* EXERCISE GOAL
Which lines of the entries below hold the word "PartialEq"? Report each of them.

* EXTRACTED RECORDS
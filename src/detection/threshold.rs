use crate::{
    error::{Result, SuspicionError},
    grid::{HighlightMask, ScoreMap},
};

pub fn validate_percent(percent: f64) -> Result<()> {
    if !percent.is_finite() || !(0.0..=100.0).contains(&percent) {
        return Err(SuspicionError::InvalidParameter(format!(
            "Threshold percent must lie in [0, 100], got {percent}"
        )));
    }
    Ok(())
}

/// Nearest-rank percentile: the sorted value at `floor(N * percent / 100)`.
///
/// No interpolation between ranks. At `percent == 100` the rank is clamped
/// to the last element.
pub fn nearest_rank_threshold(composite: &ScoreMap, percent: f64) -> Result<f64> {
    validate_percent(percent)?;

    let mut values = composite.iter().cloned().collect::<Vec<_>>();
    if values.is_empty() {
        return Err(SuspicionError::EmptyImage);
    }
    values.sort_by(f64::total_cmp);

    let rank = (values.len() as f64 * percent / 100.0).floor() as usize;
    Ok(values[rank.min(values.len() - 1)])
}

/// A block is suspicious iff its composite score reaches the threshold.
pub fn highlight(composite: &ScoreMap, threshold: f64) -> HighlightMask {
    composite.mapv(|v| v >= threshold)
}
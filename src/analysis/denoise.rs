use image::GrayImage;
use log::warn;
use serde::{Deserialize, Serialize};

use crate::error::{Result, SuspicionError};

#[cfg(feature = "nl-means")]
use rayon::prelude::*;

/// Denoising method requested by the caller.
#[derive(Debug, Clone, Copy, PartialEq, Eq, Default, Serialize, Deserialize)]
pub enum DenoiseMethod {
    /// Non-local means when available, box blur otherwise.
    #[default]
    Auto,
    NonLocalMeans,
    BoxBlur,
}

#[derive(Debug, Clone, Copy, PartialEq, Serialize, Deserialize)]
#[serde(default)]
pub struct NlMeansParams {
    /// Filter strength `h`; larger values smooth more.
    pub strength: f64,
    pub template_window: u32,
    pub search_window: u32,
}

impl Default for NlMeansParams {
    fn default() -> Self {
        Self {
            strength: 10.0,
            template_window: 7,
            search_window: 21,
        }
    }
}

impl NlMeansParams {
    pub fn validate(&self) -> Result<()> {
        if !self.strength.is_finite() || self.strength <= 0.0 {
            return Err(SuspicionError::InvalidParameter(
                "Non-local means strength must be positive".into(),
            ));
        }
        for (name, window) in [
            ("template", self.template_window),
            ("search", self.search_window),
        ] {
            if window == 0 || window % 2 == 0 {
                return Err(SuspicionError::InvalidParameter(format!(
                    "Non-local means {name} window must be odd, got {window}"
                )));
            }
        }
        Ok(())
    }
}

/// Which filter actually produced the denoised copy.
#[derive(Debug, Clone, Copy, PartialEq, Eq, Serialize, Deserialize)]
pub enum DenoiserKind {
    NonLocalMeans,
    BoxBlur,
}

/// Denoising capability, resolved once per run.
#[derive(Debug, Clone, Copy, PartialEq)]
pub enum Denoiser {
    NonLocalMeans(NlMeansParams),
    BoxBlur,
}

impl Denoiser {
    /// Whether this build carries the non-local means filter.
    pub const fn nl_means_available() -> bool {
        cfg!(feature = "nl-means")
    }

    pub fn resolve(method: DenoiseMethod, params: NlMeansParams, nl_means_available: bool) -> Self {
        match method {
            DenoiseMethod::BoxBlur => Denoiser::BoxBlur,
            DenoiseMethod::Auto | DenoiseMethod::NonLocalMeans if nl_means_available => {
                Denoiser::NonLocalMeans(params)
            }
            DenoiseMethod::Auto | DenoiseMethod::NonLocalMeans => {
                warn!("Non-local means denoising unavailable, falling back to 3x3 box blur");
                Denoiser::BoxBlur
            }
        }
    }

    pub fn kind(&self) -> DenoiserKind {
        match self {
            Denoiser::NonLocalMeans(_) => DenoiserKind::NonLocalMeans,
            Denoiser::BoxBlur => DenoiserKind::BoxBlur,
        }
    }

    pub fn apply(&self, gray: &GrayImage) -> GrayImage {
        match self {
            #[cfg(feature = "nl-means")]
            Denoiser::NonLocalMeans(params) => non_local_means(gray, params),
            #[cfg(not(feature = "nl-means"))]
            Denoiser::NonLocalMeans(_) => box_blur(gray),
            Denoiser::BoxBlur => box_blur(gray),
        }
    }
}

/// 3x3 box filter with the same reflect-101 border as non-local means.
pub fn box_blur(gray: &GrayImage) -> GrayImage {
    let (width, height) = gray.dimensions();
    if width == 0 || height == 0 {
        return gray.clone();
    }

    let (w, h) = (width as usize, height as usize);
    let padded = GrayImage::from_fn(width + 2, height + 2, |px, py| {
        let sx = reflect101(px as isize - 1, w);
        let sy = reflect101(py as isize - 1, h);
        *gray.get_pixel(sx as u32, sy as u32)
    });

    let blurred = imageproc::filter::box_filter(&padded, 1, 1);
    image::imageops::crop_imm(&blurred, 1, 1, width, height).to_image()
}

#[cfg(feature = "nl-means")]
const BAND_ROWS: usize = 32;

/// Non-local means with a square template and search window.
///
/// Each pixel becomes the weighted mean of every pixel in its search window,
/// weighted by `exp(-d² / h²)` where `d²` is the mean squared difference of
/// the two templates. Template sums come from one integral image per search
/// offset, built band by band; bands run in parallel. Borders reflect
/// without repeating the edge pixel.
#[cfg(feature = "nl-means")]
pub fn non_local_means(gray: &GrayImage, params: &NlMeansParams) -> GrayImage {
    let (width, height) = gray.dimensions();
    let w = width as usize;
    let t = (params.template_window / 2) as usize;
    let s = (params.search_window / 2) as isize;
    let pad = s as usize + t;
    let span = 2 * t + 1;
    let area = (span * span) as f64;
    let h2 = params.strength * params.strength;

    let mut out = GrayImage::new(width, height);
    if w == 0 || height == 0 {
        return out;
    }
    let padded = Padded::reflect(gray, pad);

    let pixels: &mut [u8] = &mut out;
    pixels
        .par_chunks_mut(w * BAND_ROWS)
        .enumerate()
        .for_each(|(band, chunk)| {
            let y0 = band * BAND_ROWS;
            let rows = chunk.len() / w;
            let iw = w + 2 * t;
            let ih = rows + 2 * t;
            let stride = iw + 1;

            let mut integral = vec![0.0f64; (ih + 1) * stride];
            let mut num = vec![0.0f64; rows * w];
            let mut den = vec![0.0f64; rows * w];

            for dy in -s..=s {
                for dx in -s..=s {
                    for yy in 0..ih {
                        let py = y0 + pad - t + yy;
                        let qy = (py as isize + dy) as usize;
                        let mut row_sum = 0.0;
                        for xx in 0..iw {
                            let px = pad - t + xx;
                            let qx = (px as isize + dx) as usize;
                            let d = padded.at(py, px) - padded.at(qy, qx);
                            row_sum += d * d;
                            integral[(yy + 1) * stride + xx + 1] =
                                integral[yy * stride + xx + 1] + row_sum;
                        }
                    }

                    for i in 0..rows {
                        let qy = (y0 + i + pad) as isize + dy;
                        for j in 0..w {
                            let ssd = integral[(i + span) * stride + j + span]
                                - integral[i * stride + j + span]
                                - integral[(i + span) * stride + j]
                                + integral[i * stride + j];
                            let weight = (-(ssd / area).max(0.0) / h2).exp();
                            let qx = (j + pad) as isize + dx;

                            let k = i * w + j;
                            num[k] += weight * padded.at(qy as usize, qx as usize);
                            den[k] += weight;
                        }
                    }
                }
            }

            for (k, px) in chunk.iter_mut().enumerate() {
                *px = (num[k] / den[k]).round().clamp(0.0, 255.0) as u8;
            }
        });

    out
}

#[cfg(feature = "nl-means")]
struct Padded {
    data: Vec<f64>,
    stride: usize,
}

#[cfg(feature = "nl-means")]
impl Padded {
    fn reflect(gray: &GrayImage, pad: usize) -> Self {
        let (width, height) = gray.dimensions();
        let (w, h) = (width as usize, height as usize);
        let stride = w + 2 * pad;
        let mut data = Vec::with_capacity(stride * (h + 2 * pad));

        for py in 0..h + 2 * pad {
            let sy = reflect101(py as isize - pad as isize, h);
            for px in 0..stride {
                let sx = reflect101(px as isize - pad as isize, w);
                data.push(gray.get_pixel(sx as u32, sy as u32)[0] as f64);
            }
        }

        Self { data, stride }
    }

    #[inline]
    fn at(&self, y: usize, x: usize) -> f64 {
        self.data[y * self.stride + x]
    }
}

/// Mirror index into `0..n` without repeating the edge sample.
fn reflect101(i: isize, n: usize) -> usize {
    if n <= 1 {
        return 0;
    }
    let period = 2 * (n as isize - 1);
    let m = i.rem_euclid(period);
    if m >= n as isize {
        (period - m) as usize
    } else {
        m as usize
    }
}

---

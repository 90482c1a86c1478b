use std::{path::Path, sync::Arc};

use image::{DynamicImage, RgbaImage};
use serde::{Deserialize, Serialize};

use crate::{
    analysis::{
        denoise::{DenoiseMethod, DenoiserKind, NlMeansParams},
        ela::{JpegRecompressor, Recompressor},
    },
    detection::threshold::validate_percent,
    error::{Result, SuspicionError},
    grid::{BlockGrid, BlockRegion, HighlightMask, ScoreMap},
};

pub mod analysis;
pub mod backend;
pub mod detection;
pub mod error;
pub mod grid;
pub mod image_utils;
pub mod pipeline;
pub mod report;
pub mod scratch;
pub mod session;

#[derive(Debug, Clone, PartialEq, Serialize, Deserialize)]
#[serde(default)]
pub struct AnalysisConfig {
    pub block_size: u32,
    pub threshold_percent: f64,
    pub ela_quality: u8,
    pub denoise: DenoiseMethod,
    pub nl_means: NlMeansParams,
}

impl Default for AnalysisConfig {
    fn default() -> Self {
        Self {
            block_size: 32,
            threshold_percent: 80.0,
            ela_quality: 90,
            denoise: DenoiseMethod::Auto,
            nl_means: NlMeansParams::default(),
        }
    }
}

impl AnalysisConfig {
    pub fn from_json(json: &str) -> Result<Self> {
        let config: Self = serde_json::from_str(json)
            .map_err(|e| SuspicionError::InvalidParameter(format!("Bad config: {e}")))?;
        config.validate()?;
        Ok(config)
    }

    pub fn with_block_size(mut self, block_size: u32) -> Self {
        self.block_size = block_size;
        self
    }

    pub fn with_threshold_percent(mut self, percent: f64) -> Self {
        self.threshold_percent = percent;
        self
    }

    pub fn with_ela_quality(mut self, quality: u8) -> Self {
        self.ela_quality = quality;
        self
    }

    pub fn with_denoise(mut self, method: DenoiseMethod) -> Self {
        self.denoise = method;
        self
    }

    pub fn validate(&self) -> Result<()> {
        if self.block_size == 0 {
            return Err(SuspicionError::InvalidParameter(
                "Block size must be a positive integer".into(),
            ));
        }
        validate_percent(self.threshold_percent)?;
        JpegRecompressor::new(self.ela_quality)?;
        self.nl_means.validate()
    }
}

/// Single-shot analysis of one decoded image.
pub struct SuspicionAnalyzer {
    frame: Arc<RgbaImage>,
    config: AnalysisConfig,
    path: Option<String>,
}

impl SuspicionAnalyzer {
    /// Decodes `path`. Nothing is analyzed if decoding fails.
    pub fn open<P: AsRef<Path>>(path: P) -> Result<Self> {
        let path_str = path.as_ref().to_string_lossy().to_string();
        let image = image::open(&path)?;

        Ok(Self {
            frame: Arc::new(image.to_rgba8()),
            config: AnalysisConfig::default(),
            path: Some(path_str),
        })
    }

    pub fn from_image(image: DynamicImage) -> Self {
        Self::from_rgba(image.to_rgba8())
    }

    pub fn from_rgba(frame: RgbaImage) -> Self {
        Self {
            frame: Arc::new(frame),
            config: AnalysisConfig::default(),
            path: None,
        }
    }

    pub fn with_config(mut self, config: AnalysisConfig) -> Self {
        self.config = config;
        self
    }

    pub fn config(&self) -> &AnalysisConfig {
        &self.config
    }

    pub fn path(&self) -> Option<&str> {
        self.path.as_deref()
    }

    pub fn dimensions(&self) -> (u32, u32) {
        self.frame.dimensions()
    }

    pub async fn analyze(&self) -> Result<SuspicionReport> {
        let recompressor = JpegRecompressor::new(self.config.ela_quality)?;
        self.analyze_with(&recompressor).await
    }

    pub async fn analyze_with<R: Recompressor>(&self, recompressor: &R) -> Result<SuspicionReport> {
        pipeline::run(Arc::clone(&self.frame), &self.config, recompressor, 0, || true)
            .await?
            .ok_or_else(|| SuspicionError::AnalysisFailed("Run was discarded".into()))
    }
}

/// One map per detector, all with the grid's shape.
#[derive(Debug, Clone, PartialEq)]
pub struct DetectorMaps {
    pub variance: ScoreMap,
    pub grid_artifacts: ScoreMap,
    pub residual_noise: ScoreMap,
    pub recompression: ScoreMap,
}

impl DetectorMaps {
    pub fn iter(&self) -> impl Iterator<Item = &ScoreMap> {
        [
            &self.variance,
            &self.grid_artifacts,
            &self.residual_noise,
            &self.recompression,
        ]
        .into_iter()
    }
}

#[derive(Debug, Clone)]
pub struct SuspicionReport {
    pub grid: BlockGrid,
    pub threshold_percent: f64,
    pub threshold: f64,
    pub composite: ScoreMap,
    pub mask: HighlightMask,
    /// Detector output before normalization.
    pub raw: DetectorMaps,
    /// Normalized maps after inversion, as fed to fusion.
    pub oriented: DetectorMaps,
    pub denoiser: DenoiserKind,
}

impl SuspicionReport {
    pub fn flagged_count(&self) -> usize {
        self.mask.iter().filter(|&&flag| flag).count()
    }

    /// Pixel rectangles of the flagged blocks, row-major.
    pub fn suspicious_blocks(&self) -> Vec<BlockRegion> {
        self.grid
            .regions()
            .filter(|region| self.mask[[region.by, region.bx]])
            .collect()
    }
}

* EXERCISE RESULT
#[derive(Debug, Clone, Copy, PartialEq, Eq, Default, Serialize, Deserialize)]
#[derive(Debug, Clone, Copy, PartialEq, Serialize, Deserialize)]
#[derive(Debug, Clone, Copy, PartialEq, Eq, Serialize, Deserialize)]
#[derive(Debug, Clone, Copy, PartialEq)]
#[derive(Debug, Clone, PartialEq, Serialize, Deserialize)]
#[derive(Debug, Clone, PartialEq)]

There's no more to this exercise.